> On 6 Apr 2019, at 21:17, Remi Forax <[email protected]> wrote:
>
> Currently this code doesn't compile
> IntConsumer c = x -> switch(x) { default -> System.out.println(x); };
>
> I believe it should because this is the basic pattern for supporting the
> actor model,
> you consume a message and do a side effect* depending on the type of the
> message,
> translated in Java, you want a lambda that takes a message as parameter,
> calls a switch to do the pattern matching and return void.

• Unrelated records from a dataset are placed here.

// Copyright 2026 the Veneer Authors
// SPDX-License-Identifier: Apache-2.0 OR MIT

//! The retained render tree.

use alloc::rc::Rc;
use alloc::vec::Vec;
use core::cell::RefCell;
use core::fmt;

use super::{Modifier, ModifierChain, Modify, RenderSpec, Renderable, SizeSpec, Surface};
use crate::error::RenderError;

/// The object a [`RenderNode`] holds.
#[derive(Clone)]
pub enum NodeObject {
    /// A modifier applied to everything below the node.
    Modifier(Rc<dyn Modify>),
    /// A leaf renderable.
    Renderable(Rc<dyn Renderable>),
}

impl fmt::Debug for NodeObject {
    fn fmt(&self, f: &mut fmt::Formatter<'_>) -> fmt::Result {
        match self {
            Self::Modifier(_) => f.write_str("Modifier(..)"),
            Self::Renderable(_) => f.write_str("Renderable(..)"),
        }
    }
}

impl From<Modifier> for NodeObject {
    fn from(modifier: Modifier) -> Self {
        Self::Modifier(Rc::new(modifier))
    }
}

impl From<ModifierChain> for NodeObject {
    fn from(chain: ModifierChain) -> Self {
        Self::Modifier(Rc::new(chain))
    }
}

impl From<Surface> for NodeObject {
    fn from(surface: Surface) -> Self {
        Self::Renderable(Rc::new(surface))
    }
}

impl From<Rc<dyn Modify>> for NodeObject {
    fn from(modifier: Rc<dyn Modify>) -> Self {
        Self::Modifier(modifier)
    }
}

impl From<Rc<dyn Renderable>> for NodeObject {
    fn from(renderable: Rc<dyn Renderable>) -> Self {
        Self::Renderable(renderable)
    }
}

/// What [`RenderNode::add`] accepts: an existing node, or an object to wrap
/// in a new one.
#[derive(Debug)]
pub enum Child {
    /// An existing node, shared with wherever else it is attached.
    Node(RenderNode),
    /// An object to wrap in a fresh node.
    Object(NodeObject),
}

impl From<RenderNode> for Child {
    fn from(node: RenderNode) -> Self {
        Self::Node(node)
    }
}

impl From<NodeObject> for Child {
    fn from(object: NodeObject) -> Self {
        Self::Object(object)
    }
}

impl From<Modifier> for Child {
    fn from(modifier: Modifier) -> Self {
        Self::Object(modifier.into())
    }
}

impl From<ModifierChain> for Child {
    fn from(chain: ModifierChain) -> Self {
        Self::Object(chain.into())
    }
}

impl From<Surface> for Child {
    fn from(surface: Surface) -> Self {
        Self::Object(surface.into())
    }
}

#[derive(Default)]
struct NodeInner {
    object: Option<NodeObject>,
    children: Vec<RenderNode>,
}

/// A node of the retained render tree.
///
/// A node holds at most one object and an ordered list of children. Nodes
/// holding a modifier wrap the rendering of their children; nodes holding a
/// renderable render it ahead of their children, as siblings.
///
/// `RenderNode` is a cheap handle. Attaching the same node under two parents
/// renders its subtree twice; attaching a node under its own descendant
/// makes rendering recurse without bound.
///
/// ```
/// use veneer_core::render::{Modifier, RenderNode, Surface};
///
/// let root = RenderNode::new();
/// root.add(Modifier::new().with_opacity(0.5))
///     .add(Surface::default().with_content("hello"));
/// ```
#[derive(Clone, Default)]
pub struct RenderNode {
    inner: Rc<RefCell<NodeInner>>,
}

impl fmt::Debug for RenderNode {
    fn fmt(&self, f: &mut fmt::Formatter<'_>) -> fmt::Result {
        let inner = self.inner.borrow();
        f.debug_struct("RenderNode")
            .field("object", &inner.object)
            .field("children", &inner.children.len())
            .finish()
    }
}

impl PartialEq for RenderNode {
    fn eq(&self, other: &Self) -> bool {
        Rc::ptr_eq(&self.inner, &other.inner)
    }
}

impl RenderNode {
    /// Creates an empty node.
    #[must_use]
    pub fn new() -> Self {
        Self::default()
    }

    /// Creates a node holding `object`.
    #[must_use]
    pub fn with_object(object: impl Into<NodeObject>) -> Self {
        let node = Self::new();
        node.set(object);
        node
    }

    /// Appends a child and returns the child's node, for chaining.
    pub fn add(&self, child: impl Into<Child>) -> Self {
        let node = match child.into() {
            Child::Node(node) => node,
            Child::Object(object) => Self::with_object(object),
        };
        self.inner.borrow_mut().children.push(node.clone());
        node
    }

    /// Replaces the node's object.
    pub fn set(&self, object: impl Into<NodeObject>) {
        self.inner.borrow_mut().object = Some(object.into());
    }

    /// Removes `child` from this node's direct children. Returns whether it
    /// was found.
    pub fn remove(&self, child: &Self) -> bool {
        let mut inner = self.inner.borrow_mut();
        match inner.children.iter().position(|c| c == child) {
            Some(index) => {
                inner.children.remove(index);
                true
            }
            None => false,
        }
    }

    /// Returns the direct children, in order.
    #[must_use]
    pub fn children(&self) -> Vec<Self> {
        self.inner.borrow().children.clone()
    }

    /// Returns the node's object, if any.
    #[must_use]
    pub fn object(&self) -> Option<NodeObject> {
        self.inner.borrow().object.clone()
    }

    /// Renders the subtree into a spec, discarding attribute errors.
    ///
    /// Subtrees whose modifier failed render as [`RenderSpec::Empty`].
    #[must_use]
    pub fn render(&self) -> RenderSpec {
        let mut errors = Vec::new();
        self.render_into(&mut errors)
    }

    /// Renders the subtree into a spec, collecting attribute errors.
    ///
    /// A failing modifier empties its own subtree for this frame only;
    /// siblings and ancestors render normally.
    pub fn render_into(&self, errors: &mut Vec<RenderError>) -> RenderSpec {
        // Snapshot so accessors and renderables may edit the tree.
        let (object, children) = {
            let inner = self.inner.borrow();
            (inner.object.clone(), inner.children.clone())
        };

        let below = match children.len() {
            0 => RenderSpec::Empty,
            1 => children[0].render_into(errors),
            _ => RenderSpec::Group(children.iter().map(|c| c.render_into(errors)).collect()),
        };

        match object {
            None => below,
            Some(NodeObject::Modifier(modifier)) => match modifier.modify(below) {
                Ok(spec) => spec,
                Err(err) => {
                    tracing::warn!(%err, "render subtree skipped");
                    errors.push(err);
                    RenderSpec::Empty
                }
            },
            Some(NodeObject::Renderable(renderable)) => match below {
                RenderSpec::Empty => renderable.render(),
                RenderSpec::Group(mut specs) => {
                    specs.insert(0, renderable.render());
                    RenderSpec::Group(specs)
                }
                other => RenderSpec::Group(alloc::vec![renderable.render(), other]),
            },
        }
    }

    /// Returns the node's size: its object's size if it has one, otherwise
    /// the size of its first child.
    #[must_use]
    pub fn size(&self) -> Option<SizeSpec> {
        let (object, first_child) = {
            let inner = self.inner.borrow();
            (inner.object.clone(), inner.children.first().cloned())
        };
        let own = match object {
            Some(NodeObject::Modifier(m)) => m.size(),
            Some(NodeObject::Renderable(r)) => r.size(),
            None => None,
        };
        own.or_else(|| first_child.and_then(|c| c.size()))
    }
}

#[cfg(test)]
mod tests {
    use alloc::string::String;

    use super::*;
    use crate::render::Attr;

    #[test]
    fn empty_node_renders_empty() {
        assert!(matches!(RenderNode::new().render(), RenderSpec::Empty));
    }

    #[test]
    fn add_returns_the_child_node() {
        let root = RenderNode::new();
        let surface = Surface::default();
        let leaf = root.add(Modifier::new()).add(surface.clone());
        assert!(matches!(leaf.object(), Some(NodeObject::Renderable(_))));
        assert_eq!(root.children().len(), 1);

        match root.render() {
            RenderSpec::Modified(m) => match m.target {
                RenderSpec::Surface(s) => assert_eq!(s.id(), surface.id()),
                other => panic!("unexpected {other:?}"),
            },
            other => panic!("unexpected {other:?}"),
        }
    }

    #[test]
    fn several_children_render_as_group_in_order() {
        let root = RenderNode::new();
        let a = Surface::default();
        let b = Surface::default();
        root.add(a.clone());
        root.add(b.clone());
        let RenderSpec::Group(specs) = root.render() else {
            panic!("expected a group");
        };
        let ids: Vec<_> = specs
            .iter()
            .map(|s| match s {
                RenderSpec::Surface(s) => s.id(),
                other => panic!("unexpected {other:?}"),
            })
            .collect();
        assert_eq!(ids, [a.id(), b.id()]);
    }

    #[test]
    fn failing_modifier_empties_only_its_subtree() {
        let root = RenderNode::new();
        root.add(
            Modifier::new().with_opacity(Attr::try_computed(|| Err::<f64, _>(String::from("x")))),
        )
        .add(Surface::default());
        let survivor = Surface::default();
        root.add(Modifier::new().with_opacity(0.5)).add(survivor.clone());

        let mut errors = Vec::new();
        let RenderSpec::Group(specs) = root.render_into(&mut errors) else {
            panic!("expected a group");
        };
        assert_eq!(errors.len(), 1);
        assert!(matches!(specs[0], RenderSpec::Empty));
        assert!(matches!(specs[1], RenderSpec::Modified(_)));
    }

    #[test]
    fn size_prefers_object_then_first_child() {
        let root = RenderNode::new();
        assert_eq!(root.size(), None);
        root.add(Surface::default());
        assert_eq!(root.size(), None);

        let other = RenderNode::new();
        other.add(Modifier::new().with_size([Some(3.0), Some(4.0)]));
        other.add(Surface::default().with_size([Some(9.0), Some(9.0)]));
        assert_eq!(other.size(), Some([Some(3.0), Some(4.0)]));

        root.set(Modifier::new().with_size([Some(1.0), None]));
        assert_eq!(root.size(), Some([Some(1.0), None]));
    }

    #[test]
    fn remove_detaches_a_child() {
        let root = RenderNode::new();
        let child = root.add(Surface::default());
        assert!(root.remove(&child));
        assert!(!root.remove(&child));
        assert!(matches!(root.render(), RenderSpec::Empty));
    }

    #[test]
    fn renderable_with_children_renders_both() {
        let root = RenderNode::new();
        let first = Surface::default();
        let second = Surface::default();
        root.add(first.clone()).add(second.clone());
        let RenderSpec::Group(specs) = root.render() else {
            panic!("expected a group");
        };
        assert_eq!(specs.len(), 2);
    }
}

I understand, although this is actually to do with the way lambda expressions
are typed, rather than the switch expression. In JLS 15.27.3 "Type of a Lambda
Expression”, there is a special case:
• If the function type's result is void, the lambda body is either a
statement expression (§14.8) or a void-compatible block.
Which means that the following code typechecks:
IntConsumer ic = x -> System.out.println(x);
but it breaks as soon as we nest the statement expression, e.g.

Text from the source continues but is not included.